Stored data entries

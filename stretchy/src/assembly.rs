//! Glyph assembly parameters.
//!
//! See the `GlyphAssembly` table in the
//! [OpenType MATH](https://learn.microsoft.com/en-us/typography/opentype/spec/math#glyphassembly-table)
//! specification and the stretchy operator algorithm of
//! [MathML Core](https://w3c.github.io/mathml-core/#the-glyphassembly-table).

use alloc::vec::Vec;

#[cfg(feature = "libm")]
#[allow(unused_imports)]
use core_maths::CoreFloat;

use super::provider::GlyphPart;

/// Default and largest ceiling for the number of glyphs in a single
/// assembly.
///
/// This matches the number of glyphs that can be addressed in a shaped run.
/// Larger limits are clamped to this value.
pub const DEFAULT_MAX_GLYPHS: u32 = 65535;

/// Reasons for which a glyph assembly cannot be built.
#[derive(Clone, Debug, PartialEq)]
pub enum AssemblyError {
    /// The font has no parts for this glyph and axis.
    NoParts,
    /// None of the parts is an extender.
    NoExtenders,
    /// The connector lengths are shorter than the minimum overlap.
    InvalidOverlapRange { min: f32, max: f32 },
    /// Extenders do not add length when overlapped by the minimum amount.
    NonPositiveExtenderAdvance(f32),
    /// The computation produced no glyphs.
    EmptyAssembly,
    /// The parts that cannot be skipped already exceed the glyph limit.
    TooManyGlyphs { glyph_count: u32, max_glyphs: u32 },
    /// The parts overlap by more than their combined advance.
    NegativeStretchSize(f32),
}

impl std::fmt::Display for AssemblyError {
    fn fmt(&self, f: &mut core::fmt::Formatter<'_>) -> core::fmt::Result {
        match self {
            AssemblyError::NoParts => write!(f, "The assembly has no parts"),
            AssemblyError::NoExtenders => write!(f, "The assembly has no extender parts"),
            AssemblyError::InvalidOverlapRange { min, max } => {
                write!(f, "Maximum connector overlap {max} is below the minimum {min}")
            }
            AssemblyError::NonPositiveExtenderAdvance(sum) => {
                write!(f, "Non overlapping extender advance {sum} is not positive")
            }
            AssemblyError::EmptyAssembly => write!(f, "The assembly contains no glyphs"),
            AssemblyError::TooManyGlyphs {
                glyph_count,
                max_glyphs,
            } => write!(f, "Assembly of {glyph_count} glyphs exceeds the limit of {max_glyphs}"),
            AssemblyError::NegativeStretchSize(size) => {
                write!(f, "Overlapping parts produce a negative size {size}")
            }
        }
    }
}

#[cfg(feature = "std")]
impl std::error::Error for AssemblyError {}

/// Result of sizing a glyph assembly.
#[derive(Clone, PartialEq, Debug)]
#[cfg_attr(feature = "serde", derive(serde::Serialize, serde::Deserialize))]
pub struct AssemblyParameters {
    /// Overlap applied at every joint between consecutive parts.
    pub connector_overlap: f32,
    /// Number of times each extender is repeated.
    pub repetition_count: u32,
    /// Total number of glyphs in the assembly.
    pub glyph_count: u32,
    /// Size of the assembly along the stretch axis.
    pub stretch_size: f32,
    /// Parts in placement order, with extenders repeated.
    pub parts: Vec<GlyphPart>,
}

/// Sums over the part list, computed in a single pass.
#[derive(Copy, Clone, Debug)]
struct PartSummary {
    max_connector_overlap: f32,
    extender_count: u32,
    extender_advance_sum: f32,
    non_extender_count: u32,
    non_extender_advance_sum: f32,
}

impl PartSummary {
    fn new(parts: &[GlyphPart]) -> Self {
        let last = parts.len().saturating_sub(1);
        let init = PartSummary {
            max_connector_overlap: f32::INFINITY,
            extender_count: 0,
            extender_advance_sum: 0.0,
            non_extender_count: 0,
            non_extender_advance_sum: 0.0,
        };
        parts
            .iter()
            .enumerate()
            .fold(init, |mut acc, (i, part)| {
                if part.is_extender {
                    acc.extender_count += 1;
                    acc.extender_advance_sum += part.full_advance;
                } else {
                    acc.non_extender_count += 1;
                    acc.non_extender_advance_sum += part.full_advance;
                }
                // Extenders may be repeated, so both of their connectors
                // always meet another part.
                if i > 0 || part.is_extender {
                    acc.max_connector_overlap =
                        acc.max_connector_overlap.min(part.start_connector_length);
                }
                if i < last || part.is_extender {
                    acc.max_connector_overlap =
                        acc.max_connector_overlap.min(part.end_connector_length);
                }
                acc
            })
    }
}

/// Computes the parameters of an assembly of `parts` reaching `target_size`.
///
/// The number of extender repetitions is the smallest one for which the
/// assembly reaches `target_size` when overlapped by `min_connector_overlap`
/// at every joint, limited so that the assembly has at most `max_glyphs`
/// glyphs (never more than [`DEFAULT_MAX_GLYPHS`]). The connector overlap is then chosen to land on `target_size`,
/// within the range allowed by the font. As a result the assembly may be
/// smaller than `target_size` when the glyph limit is reached, or larger
/// when the overlap cannot grow enough.
///
/// Negative or NaN target sizes are treated as zero.
pub fn compute_assembly_parameters(
    parts: &[GlyphPart],
    min_connector_overlap: f32,
    target_size: f32,
    max_glyphs: u32,
) -> Result<AssemblyParameters, AssemblyError> {
    if parts.is_empty() {
        return Err(AssemblyError::NoParts);
    }
    // Also maps NaN to zero
    let target_size = target_size.max(0.0);
    let summary = PartSummary::new(parts);
    if summary.extender_count == 0 {
        return Err(AssemblyError::NoExtenders);
    }
    let max_connector_overlap = summary.max_connector_overlap;
    // Written so that a NaN overlap is rejected as well
    if !(max_connector_overlap >= min_connector_overlap) {
        return Err(AssemblyError::InvalidOverlapRange {
            min: min_connector_overlap,
            max: max_connector_overlap,
        });
    }
    let extender_non_overlapping_advance_sum =
        summary.extender_advance_sum - min_connector_overlap * summary.extender_count as f32;
    if !(extender_non_overlapping_advance_sum > 0.0) {
        return Err(AssemblyError::NonPositiveExtenderAdvance(
            extender_non_overlapping_advance_sum,
        ));
    }
    let required = (target_size - summary.non_extender_advance_sum
        + min_connector_overlap * (summary.non_extender_count as f32 - 1.0))
        / extender_non_overlapping_advance_sum;
    // Float to int casts saturate and map NaN to zero.
    let min_repetition_count = required.ceil().max(0.0) as u32;
    let max_glyphs = max_glyphs.min(DEFAULT_MAX_GLYPHS);
    if summary.non_extender_count > max_glyphs {
        return Err(AssemblyError::TooManyGlyphs {
            glyph_count: summary.non_extender_count,
            max_glyphs,
        });
    }
    let max_repetition_count =
        (max_glyphs - summary.non_extender_count) / summary.extender_count;
    let repetition_count = min_repetition_count.min(max_repetition_count);
    let glyph_count = summary.non_extender_count + repetition_count * summary.extender_count;
    if glyph_count == 0 {
        return Err(AssemblyError::EmptyAssembly);
    }
    let full_advance_sum = summary.non_extender_advance_sum
        + repetition_count as f32 * summary.extender_advance_sum;
    let connector_overlap = if glyph_count > 1 {
        let theoretical = (full_advance_sum - target_size) / (glyph_count - 1) as f32;
        theoretical.clamp(min_connector_overlap, max_connector_overlap)
    } else {
        max_connector_overlap
    };
    let stretch_size = full_advance_sum - connector_overlap * (glyph_count - 1) as f32;
    // Caps shorter than the minimum overlap with no extender between them
    if !(stretch_size >= 0.0) {
        return Err(AssemblyError::NegativeStretchSize(stretch_size));
    }
    let mut repeated = Vec::with_capacity(glyph_count as usize);
    for part in parts {
        if part.is_extender {
            repeated.extend(core::iter::repeat(*part).take(repetition_count as usize));
        } else {
            repeated.push(*part);
        }
    }
    log::trace!(
        "assembly: {glyph_count} glyphs, {repetition_count} repetitions, overlap {connector_overlap}, size {stretch_size} for target {target_size}"
    );
    Ok(AssemblyParameters {
        connector_overlap,
        repetition_count,
        glyph_count,
        stretch_size,
        parts: repeated,
    })
}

Required action :: Please write out the records from above, keeping every line exact.

Problem solution ::
filename stretchy/src/assembly.rs
//! Glyph assembly parameters.
//!
//! See the `GlyphAssembly` table in the
//! [OpenType MATH](https://learn.microsoft.com/en-us/typography/opentype/spec/math#glyphassembly-table)
//! specification and the stretchy operator algorithm of
//! [MathML Core](https://w3c.github.io/mathml-core/#the-glyphassembly-table).

use alloc::vec::Vec;

#[cfg(feature = "libm")]
#[allow(unused_imports)]
use core_maths::CoreFloat;

use super::provider::GlyphPart;

/// Default and largest ceiling for the number of glyphs in a single
/// assembly.
///
/// This matches the number of glyphs that can be addressed in a shaped run.
/// Larger limits are clamped to this value.
pub const DEFAULT_MAX_GLYPHS: u32 = 65535;

/// Reasons for which a glyph assembly cannot be built.
#[derive(Clone, Debug, PartialEq)]
pub enum AssemblyError {
    /// The font has no parts for this glyph and axis.
    NoParts,
    /// None of the parts is an extender.
    NoExtenders,
    /// The connector lengths are shorter than the minimum overlap.
    InvalidOverlapRange { min: f32, max: f32 },
    /// Extenders do not add length when overlapped by the minimum amount.
    NonPositiveExtenderAdvance(f32),
    /// The computation produced no glyphs.
    EmptyAssembly,
    /// The parts that cannot be skipped already exceed the glyph limit.
    TooManyGlyphs { glyph_count: u32, max_glyphs: u32 },
    /// The parts overlap by more than their combined advance.
    NegativeStretchSize(f32),
}

impl std::fmt::Display for AssemblyError {
    fn fmt(&self, f: &mut core::fmt::Formatter<'_>) -> core::fmt::Result {
        match self {
            AssemblyError::NoParts => write!(f, "The assembly has no parts"),
            AssemblyError::NoExtenders => write!(f, "The assembly has no extender parts"),
            AssemblyError::InvalidOverlapRange { min, max } => {
                write!(f, "Maximum connector overlap {max} is below the minimum {min}")
            }
            AssemblyError::NonPositiveExtenderAdvance(sum) => {
                write!(f, "Non overlapping extender advance {sum} is not positive")
            }
            AssemblyError::EmptyAssembly => write!(f, "The assembly contains no glyphs"),
            AssemblyError::TooManyGlyphs {
                glyph_count,
                max_glyphs,
            } => write!(f, "Assembly of {glyph_count} glyphs exceeds the limit of {max_glyphs}"),
            AssemblyError::NegativeStretchSize(size) => {
                write!(f, "Overlapping parts produce a negative size {size}")
            }
        }
    }
}

#[cfg(feature = "std")]
impl std::error::Error for AssemblyError {}

/// Result of sizing a glyph assembly.
#[derive(Clone, PartialEq, Debug)]
#[cfg_attr(feature = "serde", derive(serde::Serialize, serde::Deserialize))]
pub struct AssemblyParameters {
    /// Overlap applied at every joint between consecutive parts.
    pub connector_overlap: f32,
    /// Number of times each extender is repeated.
    pub repetition_count: u32,
    /// Total number of glyphs in the assembly.
    pub glyph_count: u32,
    /// Size of the assembly along the stretch axis.
    pub stretch_size: f32,
    /// Parts in placement order, with extenders repeated.
    pub parts: Vec<GlyphPart>,
}

/// Sums over the part list, computed in a single pass.
#[derive(Copy, Clone, Debug)]
struct PartSummary {
    max_connector_overlap: f32,
    extender_count: u32,
    extender_advance_sum: f32,
    non_extender_count: u32,
    non_extender_advance_sum: f32,
}

impl PartSummary {
    fn new(parts: &[GlyphPart]) -> Self {
        let last = parts.len().saturating_sub(1);
        let init = PartSummary {
            max_connector_overlap: f32::INFINITY,
            extender_count: 0,
            extender_advance_sum: 0.0,
            non_extender_count: 0,
            non_extender_advance_sum: 0.0,
        };
        parts
            .iter()
            .enumerate()
            .fold(init, |mut acc, (i, part)| {
                if part.is_extender {
                    acc.extender_count += 1;
                    acc.extender_advance_sum += part.full_advance;
                } else {
                    acc.non_extender_count += 1;
                    acc.non_extender_advance_sum += part.full_advance;
                }
                // Extenders may be repeated, so both of their connectors
                // always meet another part.
                if i > 0 || part.is_extender {
                    acc.max_connector_overlap =
                        acc.max_connector_overlap.min(part.start_connector_length);
                }
                if i < last || part.is_extender {
                    acc.max_connector_overlap =
                        acc.max_connector_overlap.min(part.end_connector_length);
                }
                acc
            })
    }
}

/// Computes the parameters of an assembly of `parts` reaching `target_size`.
///
/// The number of extender repetitions is the smallest one for which the
/// assembly reaches `target_size` when overlapped by `min_connector_overlap`
/// at every joint, limited so that the assembly has at most `max_glyphs`
/// glyphs (never more than [`DEFAULT_MAX_GLYPHS`]). The connector overlap is then chosen to land on `target_size`,
/// within the range allowed by the font. As a result the assembly may be
/// smaller than `target_size` when the glyph limit is reached, or larger
/// when the overlap cannot grow enough.
///
/// Negative or NaN target sizes are treated as zero.
pub fn compute_assembly_parameters(
    parts: &[GlyphPart],
    min_connector_overlap: f32,
    target_size: f32,
    max_glyphs: u32,
) -> Result<AssemblyParameters, AssemblyError> {
    if parts.is_empty() {
        return Err(AssemblyError::NoParts);
    }
    // Also maps NaN to zero
    let target_size = target_size.max(0.0);
    let summary = PartSummary::new(parts);
    if summary.extender_count == 0 {
        return Err(AssemblyError::NoExtenders);
    }
    let max_connector_overlap = summary.max_connector_overlap;
    // Written so that a NaN overlap is rejected as well
    if !(max_connector_overlap >= min_connector_overlap) {
        return Err(AssemblyError::InvalidOverlapRange {
            min: min_connector_overlap,
            max: max_connector_overlap,
        });
    }
    let extender_non_overlapping_advance_sum =
        summary.extender_advance_sum - min_connector_overlap * summary.extender_count as f32;
    if !(extender_non_overlapping_advance_sum > 0.0) {
        return Err(AssemblyError::NonPositiveExtenderAdvance(
            extender_non_overlapping_advance_sum,
        ));
    }
    let required = (target_size - summary.non_extender_advance_sum
        + min_connector_overlap * (summary.non_extender_count as f32 - 1.0))
        / extender_non_overlapping_advance_sum;
    // Float to int casts saturate and map NaN to zero.
    let min_repetition_count = required.ceil().max(0.0) as u32;
    let max_glyphs = max_glyphs.min(DEFAULT_MAX_GLYPHS);
    if summary.non_extender_count > max_glyphs {
        return Err(AssemblyError::TooManyGlyphs {
            glyph_count: summary.non_extender_count,
            max_glyphs,
        });
    }
    let max_repetition_count =
        (max_glyphs - summary.non_extender_count) / summary.extender_count;
    let repetition_count = min_repetition_count.min(max_repetition_count);
    let glyph_count = summary.non_extender_count + repetition_count * summary.extender_count;
    if glyph_count == 0 {
        return Err(AssemblyError::EmptyAssembly);
    }
    let full_advance_sum = summary.non_extender_advance_sum
        + repetition_count as f32 * summary.extender_advance_sum;
    let connector_overlap = if glyph_count > 1 {
        let theoretical = (full_advance_sum - target_size) / (glyph_count - 1) as f32;
        theoretical.clamp(min_connector_overlap, max_connector_overlap)
    } else {
        max_connector_overlap
    };
    let stretch_size = full_advance_sum - connector_overlap * (glyph_count - 1) as f32;
    // Caps shorter than the minimum overlap with no extender between them
    if !(stretch_size >= 0.0) {
        return Err(AssemblyError::NegativeStretchSize(stretch_size));
    }
    let mut repeated = Vec::with_capacity(glyph_count as usize);
    for part in parts {
        if part.is_extender {
            repeated.extend(core::iter::repeat(*part).take(repetition_count as usize));
        } else {
            repeated.push(*part);
        }
    }
    log::trace!(
        "assembly: {glyph_count} glyphs, {repetition_count} repetitions, overlap {connector_overlap}, size {stretch_size} for target {target_size}"
    );
    Ok(AssemblyParameters {
        connector_overlap,
        repetition_count,
        glyph_count,
        stretch_size,
        parts: repeated,
    })
}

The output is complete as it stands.